By the time they arrived in New York, his fever peaked at 103, which is high for Zika, although it hadn’t been diagnosed yet. That, he thought, could have been anything, including a flu. He and his wife decided to wait another day before calling a doctor.
The next day, the fever had broken. “I knew my immune system had taken care of it,” he said. “But then I looked in the mirror. From the waist up, it looked like I had measles. I said, ‘Something’s wrong.’”
“Yeah,” his wife said. “It was the whole shebang.”
They came into the clinic, thinking that, if it was dengue, they wanted to know quickly, because a second infection carried the risk of hemorrhagic fever.
But “it had been buzzing in the local paper that Zika was around,” Stephen said. After they left, it turned out that two children in his friend’s family compound had also gotten it. “So that’s why I suspected it.”
It was a good call. I later learned from reading PowerPoints by Dr. Mallet, the French Polynesia epidemiologist, that the week they were there was the outbreak’s absolute apex. Doctors on the 76 inhabited islands were reporting new cases at the rate of 3,600 a week. The Guillain-Barré, Stephen said, he had heard about from a local journalist who was a friend, who had heard about it from a doctor or nurse and was still looking into it.
In Dyan’s journal article about his case, Stephen, like Joy Chilson Foy, appears only as a rash-covered back. “I’m a curious person, so it’s kind of cool to be my own scientific experiment,” he said in February. “But now I’m Zika Man. So hey—I should get a costume!”
9
The Rumors
THE RUMORS STARTED just as the first alarm bells began to ring, well before the CDC issued its travel advisories or the WHO declared a public health emergency.
The pictures of the children in Brazil were so shocking that people seemed to have a hard time believing that an otherwise mild disease had done such damage. They reminded many of the aftermath of major disasters: radiation victims from Hiroshima, children deformed by thalidomide or Agent Orange or by mercury poisoning in Minamata, Japan.
The rumors were similar: the virus was not the real cause. The media was a bunch of gullible idiots. The real cause was X.
Some rumors I read about in other publications or by following links down the rabbit holes of the Internet. Some I learned about because readers wrote to me, saying more or less that I was the gullible idiot and should look into cause X.
According to the first rumor, the culprit was genetically modified mosquitoes released in Brazil to fight dengue.
Another put the blame on some form of chemical pesticide. The first version of that rumor that I heard claimed it was Roundup, the herbicidal weed killer. The second, which became much more tenacious, was that it was a larvicide put into standing water to kill mosquito larvae, including the drinking water barrels that millions of poor Brazilians had attached to pipes running off the tin roofs of their shacks.

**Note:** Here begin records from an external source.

#[cfg(test)]
mod tests {
    use wiremock::matchers::{header, method, path};
    use wiremock::{Mock, MockServer, ResponseTemplate};

    use super::*;
    use crate::ratelimit::headers::epoch_millis;
    use crate::ratelimit::{LocalKey, ResourceClass};
    use crate::request::Route;
    use crate::types::Snowflake;

    fn config() -> Config {
        Config::builder()
            .api_version(6_u8)
            .bot_token("sometoken")
            .user_agent_version("0.1.0")
            .user_agent_source_url("https://example.org/accord")
            .build()
    }

    fn client_for(server: &MockServer) -> Client {
        let mut config = config();
        config.api_host = Some(server.uri());
        config.client().unwrap()
    }

    fn descriptor(method: http::Method, body: Body, content_type: &str) -> RequestDescriptor {
        RequestDescriptor {
            method,
            endpoint: "/channels/42/messages".to_owned(),
            route: Route::new(ResourceClass::Channels, Snowflake::from(42), "messages"),
            body,
            content_type: content_type.to_owned(),
            rate_limit_adjuster: None,
            ignore_cache: false,
            cancel_on_rate_limit: false,
        }
    }

    #[test]
    fn the_config_rejects_unknown_api_versions() {
        let mut config = config();
        config.api_version = 5;
        assert!(matches!(
            config.client(),
            Err(ErrorKind::InvalidConfig(message)) if message.contains("version 5")
        ));
    }

    #[test]
    fn the_config_rejects_a_missing_token() {
        let mut config = config();
        config.bot_token = String::new();
        assert!(matches!(config.client(), Err(ErrorKind::InvalidConfig(_))));
    }

    #[test]
    fn the_config_rejects_an_incomplete_user_agent() {
        let mut config = config();
        config.user_agent_source_url = String::new();
        assert!(matches!(config.client(), Err(ErrorKind::InvalidConfig(_))));
    }

    #[tokio::test]
    async fn a_cold_route_is_dispatched_and_described_by_the_response() {
        let server = MockServer::start().await;
        // The server reports the reset as fractional epoch seconds.
        #[allow(clippy::cast_precision_loss)]
        let reset = epoch_millis(SystemTime::now() + Duration::from_secs(1)) as f64 / 1000.0;
        Mock::given(method("GET"))
            .and(path("/v6/channels/42/messages"))
            .and(header("authorization", "Bot sometoken"))
            .and(header("x-ratelimit-precision", "millisecond"))
            .respond_with(
                ResponseTemplate::new(200)
                    .insert_header("x-ratelimit-limit", "5")
                    .insert_header("x-ratelimit-remaining", "4")
                    .insert_header("x-ratelimit-reset", format!("{reset:.3}").as_str())
                    .insert_header("x-ratelimit-bucket", "xyz")
                    .set_body_raw(b"[]".to_vec(), "application/json"),
            )
            .mount(&server)
            .await;

        let client = client_for(&server);
        let messages = client
            .get_channel_messages(Snowflake::from(42))
            .execute()
            .await
            .unwrap();
        assert!(messages.is_empty());

        let (bucket, populated) = client.rate_limiter().bucket(
            ResourceClass::Channels,
            Snowflake::from(42),
            &LocalKey::from("messages"),
        );
        assert!(populated);
        assert_eq!(bucket.server_key(), "xyz");
        assert_eq!(bucket.with_state(|state| state.limit), 5);
        assert_eq!(bucket.with_state(|state| state.remaining), 4);
    }

    #[tokio::test]
    async fn a_not_modified_response_is_a_success() {
        let server = MockServer::start().await;
        Mock::given(method("GET"))
            .and(path("/v6/channels/42/messages"))
            .respond_with(ResponseTemplate::new(304))
            .mount(&server)
            .await;

        let client = client_for(&server);
        let response = client
            .execute(descriptor(http::Method::GET, Body::Empty, CONTENT_TYPE_JSON))
            .await
            .unwrap();
        assert_eq!(response.status, StatusCode::NOT_MODIFIED);
        assert!(response.body.is_empty());
    }

    #[tokio::test]
    async fn a_rest_error_carries_the_server_payload() {
        let server = MockServer::start().await;
        Mock::given(method("POST"))
            .and(path("/v6/channels/42/messages"))
            .respond_with(ResponseTemplate::new(403).set_body_raw(
                br#"{"code": 50013, "message": "Missing Permissions"}"#.to_vec(),
                "application/json",
            ))
            .mount(&server)
            .await;

        let client = client_for(&server);
        let result = client
            .create_message(Snowflake::from(42), "hello")
            .execute()
            .await;
        match result {
            Err(ErrorKind::Rest(error)) => {
                assert_eq!(error.http_status, StatusCode::FORBIDDEN);
                assert_eq!(error.code, 50_013);
                assert_eq!(error.message, "Missing Permissions");
            }
            other => panic!("expected a rest error, got {other:?}"),
        }
    }

    #[tokio::test]
    async fn a_global_429_arms_the_emergency_brake() {
        let server = MockServer::start().await;
        Mock::given(method("POST"))
            .and(path("/v6/channels/42/messages"))
            .respond_with(ResponseTemplate::new(429).set_body_raw(
                br#"{"message": "You are being rate limited.", "retry_after": 2000, "global": true}"#
                    .to_vec(),
                "application/json",
            ))
            .mount(&server)
            .await;

        let client = client_for(&server);
        let result = client
            .create_message(Snowflake::from(42), "hello")
            .execute()
            .await;
        match result {
            Err(ErrorKind::TooManyRequests {
                retry_after,
                global,
            }) => {
                assert_eq!(retry_after, Duration::from_millis(2_000));
                assert!(global);
            }
            other => panic!("expected a 429 error, got {other:?}"),
        }

        // An unrelated route now refuses fast acquires until the global
        // window passes.
        let (unrelated, _) = client.rate_limiter().bucket(
            ResourceClass::Guilds,
            Snowflake::from(9),
            &LocalKey::from("bans"),
        );
        let refused = unrelated.acquire(SystemTime::now(), Duration::from_millis(100));
        assert!(matches!(refused, Err(ErrorKind::RateLimited)));
    }

    #[tokio::test]
    async fn a_transport_failure_refunds_the_permit() {
        // Nothing listens on this port.
        let mut config = config();
        config.api_host = Some("http://127.0.0.1:1".to_owned());
        config.timeout = Some(Duration::from_millis(500));
        let client = config.client().unwrap();

        let result = client.trigger_typing(Snowflake::from(42)).execute().await;
        assert!(matches!(result, Err(ErrorKind::NetworkRequest(_))));

        let (bucket, populated) = client.rate_limiter().bucket(
            ResourceClass::Channels,
            Snowflake::from(42),
            &LocalKey::from("typing"),
        );
        assert!(populated);
        assert_eq!(bucket.with_state(|state| state.remaining), 1);
    }

    #[tokio::test]
    async fn a_structured_body_requires_the_json_content_type() {
        let server = MockServer::start().await;
        let client = client_for(&server);

        let result = client
            .execute(descriptor(
                http::Method::POST,
                Body::Json(serde_json::json!({"content": "hi"})),
                "text/plain",
            ))
            .await;
        assert!(matches!(result, Err(ErrorKind::Validation(_))));

        // The refused dispatch refunded its permit.
        let (bucket, _) = client.rate_limiter().bucket(
            ResourceClass::Channels,
            Snowflake::from(42),
            &LocalKey::from("messages"),
        );
        assert_eq!(bucket.with_state(|state| state.remaining), 1);
    }
}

A third set of rumors blamed it on vaccines. One version held that Brazil had imported a bad batch of rubella vaccine, so mothers were left unprotected, and rubella was known to cause microcephaly. Another version pointed to the new vaccine against pertussis—whooping cough—that Brazil had recently introduced.
Another rumor—which caused me a lot of difficulty because it was initially argued persuasively by a prominent Yale mosquito researcher working in Brazil—maintained that there was actually no surge in microcephaly cases at all. It was all just a big misunderstanding. Brazil, the argument went, had seriously undercounted its microcephaly cases for years. Now that a few hospitals had had clusters—and clusters are normal in statistics—the media panic had led the health ministry to alert doctors all over the country, who were now reporting every child with a small head. It was just a massive overcount.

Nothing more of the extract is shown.